Buffer, buffer, who’s got the buffer
Posted in Storage Interconnects & RAID, Advisor - Tom Treadway by Tom TreadwayQuestion to the Storage Advisors, from Olaf: Why is such a large drive buffer/cache needed, considering controllers and the host have much larger caches anyway? And/or, why is read-ahead data not forwarded to the host immediately?
Olaf, the question of where to put the buffers has been around for years and years. As you point out, you have three general areas: the OS, the controller and the drive. We could actually break the OS into several areas, such as the application, the filesystem and the driver, but let’s just leave it simple for now and treat the OS as one unit.
First, let’s look at reads. Clearly the shortest latency for a cache hit on reads would be from the OS cache. Getting the same cache hit on the controller or drive would only add latency. So for this reason, controllers and drives typically don’t concentrate on caching read data. The OS cache is bigger and more efficient.
Next is the issue of read-aheads. You asked why we don’t just forward those to the OS immediately. Well, we could only do that if the OS asked for the data. And the game of speculatively reading data all the way from the drive to the OS that may or may not be used is very risky. It turns out that the least risky place to perform read-ahead is on the drive. While the media is rotating to find the requested data, the read-ahead data may simply pass underneath the drive head. There is no overhead to reading this data, other than finding a place in the drive’s buffer to store it. And after the read completes, if the drive doesn’t have another command to process, it might as well read in more data – especially if it detects that the last few commands have been sequential.

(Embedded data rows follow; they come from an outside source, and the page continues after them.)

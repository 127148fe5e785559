//! # folio – registry-driven template-to-PDF document endpoints
//!
//! Folio renders server-side templates into downloadable paginated documents
//! on demand. A [`DocumentRegistry`] maps logical document names to
//! [`DocumentHandler`] implementations and derives routable endpoint
//! patterns from them; a [`DocumentPipeline`] runs the per-request stages:
//!
//! 1. **Authorize** – reject anonymous principals for restricted documents
//! 2. **Pre-create** – fire the handler's hook (quotas, counters)
//! 3. **Context** – merge document metadata with handler extensions
//! 4. **Render** – evaluate the named template ([`templating`])
//! 5. **Collect** – resolve stylesheets, skipping unresolved references
//! 6. **Compose** – markup + media type + base URL ([`folio_traits`])
//! 7. **Encode** – hand the composition to the render engine
//!
//! The HTTP server, template expression language, and the actual
//! HTML-to-PDF engine are external collaborators behind the boundary traits
//! re-exported below.
//!
//! # Example
//!
//! ```ignore
//! let mut registry = DocumentRegistry::new();
//! autodiscover(&mut registry, &config, INSTALLED_PACKAGES)?;
//!
//! let pipeline = DocumentPipeline::builder()
//!     .with_template_engine(Arc::new(templates))
//!     .with_render_engine(Arc::new(engine))
//!     .with_stylesheet_provider(Arc::new(FilesystemResourceProvider::new("static")))
//!     .build()?;
//!
//! for route in registry.routes() {
//!     // mount route.pattern on the external router
//! }
//! ```

pub mod discovery;
pub mod document;
pub mod error;
pub mod pipeline;
pub mod registry;
pub mod request;
pub mod response;
pub mod templating;

pub use discovery::{DiscoveryConfig, DocumentProvider, DocumentsHook, autodiscover};
pub use document::{DocumentDescriptor, DocumentHandler, DocumentMeta};
pub use error::{HookError, PipelineError};
pub use pipeline::{DOCUMENT_EXTENSION, DocumentPipeline, PipelineBuilder};
pub use registry::{DocumentRegistry, RegistryError, Route};
pub use request::{Principal, RenderRequest};
pub use response::{
    DOWNLOAD_COOKIE, DocumentPayload, PDF_CONTENT_TYPE, PREVIEW_CONTENT_TYPE, RenderedDocument,
};
pub use templating::HandlebarsEngine;

// Re-export the boundary traits alongside the pipeline that consumes them.
pub use folio_resource::FilesystemResourceProvider;
pub use folio_traits::{
    Composition, EngineError, InMemoryResourceProvider, MediaType, RenderEngine,
    ResolvedStylesheet, ResourceError, ResourceProvider, SharedResourceData, TemplateEngine,
    TemplateError,
};
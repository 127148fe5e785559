pub mod fixtures;

use std::sync::Arc;

use self::fixtures::{CountingProvider, StubEngine};
use folio::{DocumentPipeline, HandlebarsEngine, PipelineError};

pub type TestResult = Result<(), Box<dyn std::error::Error>>;

/// Everything a pipeline test needs to inspect afterwards.
pub struct TestPipeline {
    pub pipeline: DocumentPipeline,
    pub provider: Arc<CountingProvider>,
    pub engine: Arc<StubEngine>,
}

/// Build a pipeline around the given handlebars engine and stylesheet set,
/// keeping handles to the counting provider and the stub render engine.
pub fn build_pipeline(
    templates: HandlebarsEngine,
    stylesheets: &[(&str, &str)],
) -> Result<TestPipeline, PipelineError> {
    let provider = Arc::new(CountingProvider::with_stylesheets(stylesheets));
    let engine = Arc::new(StubEngine::default());

    let pipeline = DocumentPipeline::builder()
        .with_template_engine(Arc::new(templates))
        .with_render_engine(engine.clone())
        .with_stylesheet_provider(provider.clone())
        .build()?;

    Ok(TestPipeline {
        pipeline,
        provider,
        engine,
    })
}

/// A handlebars engine preloaded with the fixture templates.
pub fn default_templates() -> HandlebarsEngine {
    let mut templates = HandlebarsEngine::new();
    templates
        .register_template("report", "<h1>{{title}}</h1>")
        .expect("fixture template must compile");
    templates
        .register_template("timestamps", "{{created}}|{{modified}}")
        .expect("fixture template must compile");
    templates
}
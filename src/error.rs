// src/error.rs
//! Defines the unified error types for request-time pipeline operations.

use folio_traits::{EngineError, ResourceError, TemplateError};
use thiserror::Error;

use crate::registry::RegistryError;

/// Error type for integrator-supplied hooks. Hook failures surface to the
/// caller unmodified; the pipeline performs no translation.
pub type HookError = Box<dyn std::error::Error + Send + Sync + 'static>;

/// The main error enum for all high-level operations within the pipeline.
///
/// Everything here is fatal to the request that raised it. The single
/// recovered condition — a stylesheet reference that does not resolve — never
/// becomes an error at all; it is logged and skipped inside the pipeline.
#[derive(Error, Debug)]
pub enum PipelineError {
    #[error("configuration error: {0}")]
    Config(String),
    #[error("document '{0}' requires an authenticated principal")]
    PermissionDenied(String),
    #[error("{0}")]
    Hook(HookError),
    #[error("template error: {0}")]
    Template(#[from] TemplateError),
    #[error("stylesheet loading failed: {0}")]
    Stylesheet(ResourceError),
    #[error("render engine error: {0}")]
    Engine(#[from] EngineError),
    #[error("registry error: {0}")]
    Registry(#[from] RegistryError),
}
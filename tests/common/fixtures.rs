use std::sync::atomic::{AtomicUsize, Ordering};
use std::sync::Mutex;

use folio::{
    Composition, DocumentDescriptor, DocumentHandler, EngineError, HookError,
    InMemoryResourceProvider, RenderEngine, RenderRequest, ResourceError, ResourceProvider,
    SharedResourceData,
};
use serde_json::{Map, Value};

/// Render engine stub: returns a PDF-looking buffer and records the last
/// composition it received.
#[derive(Debug, Default)]
pub struct StubEngine {
    last: Mutex<Option<Composition>>,
}

impl StubEngine {
    pub fn last_composition(&self) -> Option<Composition> {
        self.last.lock().unwrap().clone()
    }
}

impl RenderEngine for StubEngine {
    fn render(&self, composition: &Composition) -> Result<Vec<u8>, EngineError> {
        *self.last.lock().unwrap() = Some(composition.clone());
        Ok(b"%PDF-1.7 stub".to_vec())
    }

    fn name(&self) -> &'static str {
        "StubEngine"
    }
}

/// Render engine that always fails.
#[derive(Debug)]
pub struct FailingEngine;

impl RenderEngine for FailingEngine {
    fn render(&self, _composition: &Composition) -> Result<Vec<u8>, EngineError> {
        Err(EngineError::Encode("encoder exploded".to_string()))
    }

    fn name(&self) -> &'static str {
        "FailingEngine"
    }
}

/// Resource provider wrapper counting `load` calls.
#[derive(Debug, Default)]
pub struct CountingProvider {
    inner: InMemoryResourceProvider,
    loads: AtomicUsize,
}

impl CountingProvider {
    pub fn with_stylesheets(entries: &[(&str, &str)]) -> Self {
        let provider = Self::default();
        for (reference, css) in entries {
            provider
                .inner
                .add(*reference, css.as_bytes().to_vec())
                .expect("fixture stylesheet must store");
        }
        provider
    }

    pub fn load_count(&self) -> usize {
        self.loads.load(Ordering::SeqCst)
    }
}

impl ResourceProvider for CountingProvider {
    fn load(&self, reference: &str) -> Result<SharedResourceData, ResourceError> {
        self.loads.fetch_add(1, Ordering::SeqCst);
        self.inner.load(reference)
    }

    fn exists(&self, reference: &str) -> bool {
        self.inner.exists(reference)
    }

    fn name(&self) -> &'static str {
        "CountingProvider"
    }
}

/// A plain report document with a pre-create call counter.
pub struct ReportDocument {
    descriptor: DocumentDescriptor,
    hook_calls: AtomicUsize,
}

impl ReportDocument {
    pub fn new(descriptor: DocumentDescriptor) -> Self {
        ReportDocument {
            descriptor,
            hook_calls: AtomicUsize::new(0),
        }
    }

    pub fn hook_count(&self) -> usize {
        self.hook_calls.load(Ordering::SeqCst)
    }
}

impl DocumentHandler for ReportDocument {
    fn descriptor(&self) -> &DocumentDescriptor {
        &self.descriptor
    }

    fn type_name(&self) -> &'static str {
        "ReportDocument"
    }

    fn pre_create(&self, _request: &RenderRequest) -> Result<(), HookError> {
        self.hook_calls.fetch_add(1, Ordering::SeqCst);
        Ok(())
    }
}

/// A second document type, for registry identity tests.
pub struct InvoiceDocument {
    descriptor: DocumentDescriptor,
}

impl InvoiceDocument {
    pub fn new(descriptor: DocumentDescriptor) -> Self {
        InvoiceDocument { descriptor }
    }
}

impl DocumentHandler for InvoiceDocument {
    fn descriptor(&self) -> &DocumentDescriptor {
        &self.descriptor
    }

    fn type_name(&self) -> &'static str {
        "InvoiceDocument"
    }
}

/// A document whose pre-create hook always fails.
pub struct QuotaDocument {
    descriptor: DocumentDescriptor,
}

impl QuotaDocument {
    pub fn new(descriptor: DocumentDescriptor) -> Self {
        QuotaDocument { descriptor }
    }
}

impl DocumentHandler for QuotaDocument {
    fn descriptor(&self) -> &DocumentDescriptor {
        &self.descriptor
    }

    fn type_name(&self) -> &'static str {
        "QuotaDocument"
    }

    fn pre_create(&self, _request: &RenderRequest) -> Result<(), HookError> {
        Err("monthly quota exhausted".into())
    }
}

/// A document that extends the context with an account number.
pub struct StatementDocument {
    descriptor: DocumentDescriptor,
}

impl StatementDocument {
    pub fn new(descriptor: DocumentDescriptor) -> Self {
        StatementDocument { descriptor }
    }
}

impl DocumentHandler for StatementDocument {
    fn descriptor(&self) -> &DocumentDescriptor {
        &self.descriptor
    }

    fn type_name(&self) -> &'static str {
        "StatementDocument"
    }

    fn extend_context(&self, _request: &RenderRequest, context: &mut Map<String, Value>) {
        context.insert("account".to_string(), Value::String("AC-1042".to_string()));
    }
}

/// Descriptor for the fixture "report" template.
pub fn report_descriptor() -> DocumentDescriptor {
    DocumentDescriptor::new("report", "report")
}
// src/pipeline.rs
//! The per-request document pipeline.
//!
//! One [`DocumentPipeline`] serves every registered document; the handler
//! supplies the per-document configuration and hooks. Each request runs the
//! same ordered stages: authorization gate, pre-create hook, context
//! assembly, template rendering, the preview early-exit, stylesheet
//! collection, composition, and encoding.

use chrono::{DateTime, Utc};
use folio_traits::{
    InMemoryResourceProvider, RenderEngine, ResolvedStylesheet, ResourceError, ResourceProvider,
    TemplateEngine,
};
use log::{debug, warn};
use serde_json::{Map, Value};
use std::sync::Arc;

use crate::document::DocumentHandler;
use crate::error::PipelineError;
use crate::request::RenderRequest;
use crate::response::{DocumentPayload, RenderedDocument};

/// Extension appended to every download filename.
pub const DOCUMENT_EXTENSION: &str = "pdf";

/// The document generation pipeline.
///
/// Holds the three external collaborators — template engine, render engine,
/// and stylesheet provider — behind their boundary traits. Handling a
/// request is synchronous and shares no mutable state, so one pipeline can
/// be used from any number of request threads.
pub struct DocumentPipeline {
    templates: Arc<dyn TemplateEngine>,
    engine: Arc<dyn RenderEngine>,
    stylesheets: Arc<dyn ResourceProvider>,
}

impl std::fmt::Debug for DocumentPipeline {
    fn fmt(&self, f: &mut std::fmt::Formatter<'_>) -> std::fmt::Result {
        f.debug_struct("DocumentPipeline").finish_non_exhaustive()
    }
}

impl DocumentPipeline {
    pub fn builder() -> PipelineBuilder {
        PipelineBuilder::new()
    }

    /// Run the full pipeline for one request.
    ///
    /// Returns either preview markup or a finished document payload. Every
    /// error propagates to the caller unmodified except an unresolvable
    /// stylesheet reference, which is logged and skipped.
    pub fn handle(
        &self,
        handler: &dyn DocumentHandler,
        request: &RenderRequest,
    ) -> Result<RenderedDocument, PipelineError> {
        let descriptor = handler.descriptor();

        if descriptor.login_required && !request.principal().is_authenticated() {
            return Err(PipelineError::PermissionDenied(
                handler.type_name().to_string(),
            ));
        }

        handler.pre_create(request).map_err(PipelineError::Hook)?;

        let context = self.build_context(handler, request);
        let markup = self
            .templates
            .render(handler.template_name(), &Value::Object(context))?;

        if request.preview() {
            return Ok(RenderedDocument::Preview(markup));
        }

        let resolved = self.collect_stylesheets(handler)?;
        let mut composition = handler.compose(markup, request);
        composition.stylesheets = resolved;

        debug!(
            "encoding document '{}' via {}",
            handler.type_name(),
            self.engine.name()
        );
        let bytes = self.engine.render(&composition)?;

        let filename = format!("{}.{}", handler.filename_stem(request), DOCUMENT_EXTENSION);
        Ok(RenderedDocument::Document(DocumentPayload { bytes, filename }))
    }

    fn build_context(
        &self,
        handler: &dyn DocumentHandler,
        request: &RenderRequest,
    ) -> Map<String, Value> {
        let meta = &handler.descriptor().meta;
        let mut context = Map::new();
        context.insert("title".to_string(), Value::String(meta.title.clone()));
        context.insert("author".to_string(), Value::String(meta.author.clone()));
        context.insert(
            "description".to_string(),
            Value::String(meta.description.clone()),
        );
        context.insert(
            "keywords".to_string(),
            Value::String(meta.keywords.join(", ")),
        );
        context.insert(
            "generator".to_string(),
            Value::String(meta.generator.clone()),
        );
        // The modified timestamp feeds both keys; templates rely on them
        // matching.
        context.insert("created".to_string(), timestamp_value(meta.modified));
        context.insert("modified".to_string(), timestamp_value(meta.modified));

        handler.extend_context(request, &mut context);
        context
    }

    /// Resolve the descriptor's stylesheet references, preserving
    /// declaration order. A reference that does not resolve degrades visual
    /// fidelity but must not block delivery.
    fn collect_stylesheets(
        &self,
        handler: &dyn DocumentHandler,
    ) -> Result<Vec<ResolvedStylesheet>, PipelineError> {
        let references = &handler.descriptor().stylesheets;
        let mut resolved = Vec::with_capacity(references.len());
        for reference in references {
            match self.stylesheets.load(reference) {
                Ok(data) => resolved.push(ResolvedStylesheet {
                    reference: reference.clone(),
                    data,
                }),
                Err(ResourceError::NotFound(_)) => {
                    warn!("could not find stylesheet '{}', skipping", reference);
                }
                Err(err) => return Err(PipelineError::Stylesheet(err)),
            }
        }
        Ok(resolved)
    }
}

fn timestamp_value(timestamp: Option<DateTime<Utc>>) -> Value {
    match timestamp {
        Some(timestamp) => Value::String(timestamp.to_rfc3339()),
        None => Value::String(String::new()),
    }
}

/// Fluent builder for [`DocumentPipeline`].
///
/// The template and render engines are required; the stylesheet provider
/// defaults to an empty in-memory provider, under which every stylesheet
/// reference is skipped as unresolved.
#[derive(Default)]
pub struct PipelineBuilder {
    templates: Option<Arc<dyn TemplateEngine>>,
    engine: Option<Arc<dyn RenderEngine>>,
    stylesheets: Option<Arc<dyn ResourceProvider>>,
}

impl PipelineBuilder {
    pub fn new() -> Self {
        Self::default()
    }

    pub fn with_template_engine(mut self, templates: Arc<dyn TemplateEngine>) -> Self {
        self.templates = Some(templates);
        self
    }

    pub fn with_render_engine(mut self, engine: Arc<dyn RenderEngine>) -> Self {
        self.engine = Some(engine);
        self
    }

    pub fn with_stylesheet_provider(mut self, provider: Arc<dyn ResourceProvider>) -> Self {
        self.stylesheets = Some(provider);
        self
    }

    pub fn build(self) -> Result<DocumentPipeline, PipelineError> {
        let templates = self
            .templates
            .ok_or_else(|| PipelineError::Config("no template engine provided".to_string()))?;
        let engine = self
            .engine
            .ok_or_else(|| PipelineError::Config("no render engine provided".to_string()))?;
        let stylesheets = self
            .stylesheets
            .unwrap_or_else(|| Arc::new(InMemoryResourceProvider::new()));

        Ok(DocumentPipeline {
            templates,
            engine,
            stylesheets,
        })
    }
}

Lastly is the write-buffer. Allowing dirty writes to “build up” in a buffer serves two purposes. One is that multiple writes to the same blocks will be reduced to only one disk write, saving disk seeks and rotations. The other is that short writes may be combined into highly efficient long writes, again saving disk seeks and rotations. It would seem that putting this buffer in host memory would make the most sense because it reduces latency, just like reads. But that data is at risk. If you lose power, you lose your data. You have to make sure that the write-buffer memory has a battery in case of power failure. And you typically want the battery to last 24 hours, or maybe more if you want to make it through the weekend. [A UPS will only last a few minutes.] Since it’s impossible to put a battery on OS memory or drive memory, the only logical place to put it is on the controller.
In summary, you need a buffer in all three locations for different purposes. You can start combining them, but you will lose either performance or reliability.
TT
December 15th, 2006 at 7:46 am
But the UPS only has to last a few minutes, to allow the diesel powered generators to start up and stabilize. When that’s done, operations can continue as normal. If for some reason, there are no backup generators, the servers will start to shut down in a controlled fashion flushing all IO and then the disk controllers can shut down, equally in an ordered fashion. This of course implies that there’s a sufficiently inteligent signaling mechanism between the UPS and host and controllers system to trigger the shutdown.
The way I see it, if you have a large battery backed disk cache you’ve already committed to the idea that the consistency of my data is protected by a battery. Question is, do you want to use an expensive cache memory board backed up by an unknown battery (you never get to specifiy or choose the battery in the controller, it’s just there) or do you rather plug in more of the considerably cheaper (in relative terms) host RAM and get your performance boost there, while at the same time have total control over the UPS and backup generator systems?
January 2nd, 2007 at 6:35 am
Charles, I agree with you. If you’ve got a UPS and backup generator in place, then you’re already protected from power failures. You’re not protected from OS hangs, but in theory those shouldn’t happen if you’ve flushed out the design and done enough testing.
Unfortunately I think there are folks that chose OS RAID over hardware RAID to save money, and many of them probably don’t have a generator. They think that a few minutes of UPS protection is enough. The result is lost data and, even worse, data corruption due to RAID-5 Write Holes, etc.
Happy New Year!
TT
January 8th, 2007 at 5:39 pm
OS’s do read aheads so you do get read-ahead data! Of course the drive doesn’t know its read ahead data - it looks just like any ordinary read. A few years ago the OS read ahead was a bit thick and would submit a read ahead on the next few LBA’s, jus tlike the drives - totally useless in a fragmented file system when you hit the end of fragment. Nowadays the read aheads have moved above the filesystem (in XP for instance) so they will read ahed the next chunk of file which will not be the next LBA at the end of a fragment.
Joe
January 9th, 2007 at 5:42 am
Joe, yes I agree that the OS does read ahead. My point above was that the controller couldn’t do read ahead on it’s own and then just surprise the OS by giving it extra data. The OS has to ask for it.
Plus, as you point out, the filesystem is fragmented, so it’s tough for a block-level device (like the controller or drive) to figure out where the next chuck of file resides.
TT